**YOUR GOAL:** What lines of the material below include the string "required"? Copy all of them.

**INFORMATION:**
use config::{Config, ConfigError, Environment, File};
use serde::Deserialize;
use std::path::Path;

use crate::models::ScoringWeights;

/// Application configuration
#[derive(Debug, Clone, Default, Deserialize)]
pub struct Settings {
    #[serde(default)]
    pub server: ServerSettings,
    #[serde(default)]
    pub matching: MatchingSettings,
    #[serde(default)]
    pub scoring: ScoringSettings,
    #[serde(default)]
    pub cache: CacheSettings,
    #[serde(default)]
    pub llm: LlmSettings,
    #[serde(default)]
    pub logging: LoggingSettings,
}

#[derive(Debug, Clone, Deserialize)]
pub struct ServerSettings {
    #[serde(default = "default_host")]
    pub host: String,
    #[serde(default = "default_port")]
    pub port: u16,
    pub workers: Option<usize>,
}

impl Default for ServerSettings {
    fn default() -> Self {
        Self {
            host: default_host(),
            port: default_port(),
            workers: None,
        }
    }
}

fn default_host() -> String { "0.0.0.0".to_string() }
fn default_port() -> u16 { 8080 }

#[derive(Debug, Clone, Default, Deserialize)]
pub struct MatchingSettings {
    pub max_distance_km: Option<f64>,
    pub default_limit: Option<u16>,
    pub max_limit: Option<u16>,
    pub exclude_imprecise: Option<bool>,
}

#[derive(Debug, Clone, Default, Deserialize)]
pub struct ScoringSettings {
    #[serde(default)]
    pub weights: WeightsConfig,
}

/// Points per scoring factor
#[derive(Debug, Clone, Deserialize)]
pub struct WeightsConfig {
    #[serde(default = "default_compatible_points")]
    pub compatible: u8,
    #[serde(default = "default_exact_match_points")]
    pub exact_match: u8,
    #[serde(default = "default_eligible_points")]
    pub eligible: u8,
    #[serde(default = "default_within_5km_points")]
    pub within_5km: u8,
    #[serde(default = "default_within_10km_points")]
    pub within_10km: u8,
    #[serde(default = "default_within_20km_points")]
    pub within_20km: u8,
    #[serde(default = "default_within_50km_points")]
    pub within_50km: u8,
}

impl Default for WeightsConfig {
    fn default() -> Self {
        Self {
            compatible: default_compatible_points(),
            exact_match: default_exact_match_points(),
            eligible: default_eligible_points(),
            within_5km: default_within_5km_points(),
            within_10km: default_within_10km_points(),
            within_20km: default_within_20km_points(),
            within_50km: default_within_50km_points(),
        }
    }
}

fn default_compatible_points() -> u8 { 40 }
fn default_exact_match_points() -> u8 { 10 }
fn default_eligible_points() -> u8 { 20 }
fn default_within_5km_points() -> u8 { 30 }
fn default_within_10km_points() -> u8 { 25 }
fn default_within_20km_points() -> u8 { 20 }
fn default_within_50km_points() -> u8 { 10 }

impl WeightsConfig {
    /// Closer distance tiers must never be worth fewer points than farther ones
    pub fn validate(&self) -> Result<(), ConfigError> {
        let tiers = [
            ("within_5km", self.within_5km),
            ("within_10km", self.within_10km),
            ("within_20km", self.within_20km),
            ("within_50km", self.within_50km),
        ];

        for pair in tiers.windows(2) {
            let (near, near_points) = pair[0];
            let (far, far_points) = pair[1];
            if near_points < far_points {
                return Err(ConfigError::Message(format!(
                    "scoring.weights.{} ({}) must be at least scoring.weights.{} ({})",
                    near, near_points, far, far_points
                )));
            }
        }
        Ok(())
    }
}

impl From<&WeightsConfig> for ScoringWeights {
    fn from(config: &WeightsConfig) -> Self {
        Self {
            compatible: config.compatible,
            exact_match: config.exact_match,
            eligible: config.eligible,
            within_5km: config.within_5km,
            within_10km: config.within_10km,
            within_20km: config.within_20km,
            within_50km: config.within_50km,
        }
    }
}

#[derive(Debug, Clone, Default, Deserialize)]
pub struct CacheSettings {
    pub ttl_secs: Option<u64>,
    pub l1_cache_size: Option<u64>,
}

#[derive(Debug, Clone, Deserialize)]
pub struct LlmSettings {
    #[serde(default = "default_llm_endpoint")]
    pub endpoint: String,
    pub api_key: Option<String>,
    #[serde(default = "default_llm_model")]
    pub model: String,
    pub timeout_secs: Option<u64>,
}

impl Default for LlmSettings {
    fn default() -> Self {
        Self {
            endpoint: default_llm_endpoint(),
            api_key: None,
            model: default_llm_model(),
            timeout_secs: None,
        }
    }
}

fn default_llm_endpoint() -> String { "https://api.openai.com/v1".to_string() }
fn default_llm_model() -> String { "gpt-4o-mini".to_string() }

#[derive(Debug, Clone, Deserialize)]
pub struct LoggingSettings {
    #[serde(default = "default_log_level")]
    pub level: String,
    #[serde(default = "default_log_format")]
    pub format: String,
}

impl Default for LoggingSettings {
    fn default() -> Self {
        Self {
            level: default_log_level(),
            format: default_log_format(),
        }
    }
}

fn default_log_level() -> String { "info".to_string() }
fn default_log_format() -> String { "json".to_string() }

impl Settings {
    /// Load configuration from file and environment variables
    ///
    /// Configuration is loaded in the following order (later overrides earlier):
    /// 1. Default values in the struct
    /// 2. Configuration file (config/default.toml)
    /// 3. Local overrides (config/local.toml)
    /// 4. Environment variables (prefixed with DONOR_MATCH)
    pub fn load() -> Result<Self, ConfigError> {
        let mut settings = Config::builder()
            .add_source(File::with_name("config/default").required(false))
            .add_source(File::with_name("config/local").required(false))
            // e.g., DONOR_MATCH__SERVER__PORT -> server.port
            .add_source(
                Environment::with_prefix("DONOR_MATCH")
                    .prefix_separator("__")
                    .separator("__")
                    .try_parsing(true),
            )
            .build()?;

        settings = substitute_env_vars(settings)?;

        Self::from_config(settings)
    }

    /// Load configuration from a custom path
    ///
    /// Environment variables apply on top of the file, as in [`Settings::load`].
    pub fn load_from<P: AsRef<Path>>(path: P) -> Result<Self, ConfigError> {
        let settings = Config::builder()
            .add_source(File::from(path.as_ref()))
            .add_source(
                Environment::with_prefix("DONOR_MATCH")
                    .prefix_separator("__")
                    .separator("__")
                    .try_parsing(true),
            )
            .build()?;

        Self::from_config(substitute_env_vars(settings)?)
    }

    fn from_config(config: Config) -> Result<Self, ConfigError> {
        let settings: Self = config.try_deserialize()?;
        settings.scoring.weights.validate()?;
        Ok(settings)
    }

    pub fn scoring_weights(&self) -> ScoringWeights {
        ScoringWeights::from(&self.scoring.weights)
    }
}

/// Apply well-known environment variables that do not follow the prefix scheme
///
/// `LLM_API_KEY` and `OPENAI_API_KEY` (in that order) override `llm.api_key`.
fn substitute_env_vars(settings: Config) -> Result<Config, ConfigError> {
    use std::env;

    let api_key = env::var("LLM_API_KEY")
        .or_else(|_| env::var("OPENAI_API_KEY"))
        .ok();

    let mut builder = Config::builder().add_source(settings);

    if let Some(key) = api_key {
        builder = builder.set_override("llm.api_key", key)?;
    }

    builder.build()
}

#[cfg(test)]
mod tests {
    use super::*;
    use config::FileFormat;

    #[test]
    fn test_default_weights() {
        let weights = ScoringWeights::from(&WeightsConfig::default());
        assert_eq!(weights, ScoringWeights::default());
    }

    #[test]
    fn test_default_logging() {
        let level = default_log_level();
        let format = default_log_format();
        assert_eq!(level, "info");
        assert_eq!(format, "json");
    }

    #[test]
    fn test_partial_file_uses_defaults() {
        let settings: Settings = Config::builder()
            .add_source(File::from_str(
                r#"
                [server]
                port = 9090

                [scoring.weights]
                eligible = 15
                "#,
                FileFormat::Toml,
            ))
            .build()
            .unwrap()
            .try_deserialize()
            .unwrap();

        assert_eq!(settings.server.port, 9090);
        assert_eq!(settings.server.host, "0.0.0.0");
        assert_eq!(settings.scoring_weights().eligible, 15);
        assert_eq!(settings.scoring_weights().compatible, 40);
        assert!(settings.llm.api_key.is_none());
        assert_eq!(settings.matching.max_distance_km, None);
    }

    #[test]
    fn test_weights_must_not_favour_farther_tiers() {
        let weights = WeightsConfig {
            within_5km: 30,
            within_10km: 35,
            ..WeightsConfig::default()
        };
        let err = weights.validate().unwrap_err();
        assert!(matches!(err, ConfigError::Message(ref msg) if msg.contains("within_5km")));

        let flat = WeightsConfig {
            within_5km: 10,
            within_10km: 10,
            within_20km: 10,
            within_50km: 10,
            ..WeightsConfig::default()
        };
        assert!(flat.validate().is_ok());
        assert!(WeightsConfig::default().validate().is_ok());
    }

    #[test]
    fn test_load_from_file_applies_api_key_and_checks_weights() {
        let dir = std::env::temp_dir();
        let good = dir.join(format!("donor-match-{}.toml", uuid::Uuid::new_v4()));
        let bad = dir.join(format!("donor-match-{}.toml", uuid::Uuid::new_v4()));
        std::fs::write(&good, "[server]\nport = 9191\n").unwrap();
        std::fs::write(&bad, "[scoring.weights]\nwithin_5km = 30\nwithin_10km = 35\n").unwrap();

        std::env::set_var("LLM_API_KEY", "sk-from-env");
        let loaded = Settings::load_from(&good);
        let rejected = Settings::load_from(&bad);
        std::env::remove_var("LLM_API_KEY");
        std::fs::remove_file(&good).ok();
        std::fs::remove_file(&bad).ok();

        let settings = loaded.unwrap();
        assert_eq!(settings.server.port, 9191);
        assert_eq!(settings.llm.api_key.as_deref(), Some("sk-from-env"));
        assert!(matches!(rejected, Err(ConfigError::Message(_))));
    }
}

**TASK ANSWER:**
            .add_source(File::with_name("config/default").required(false))
            .add_source(File::with_name("config/local").required(false))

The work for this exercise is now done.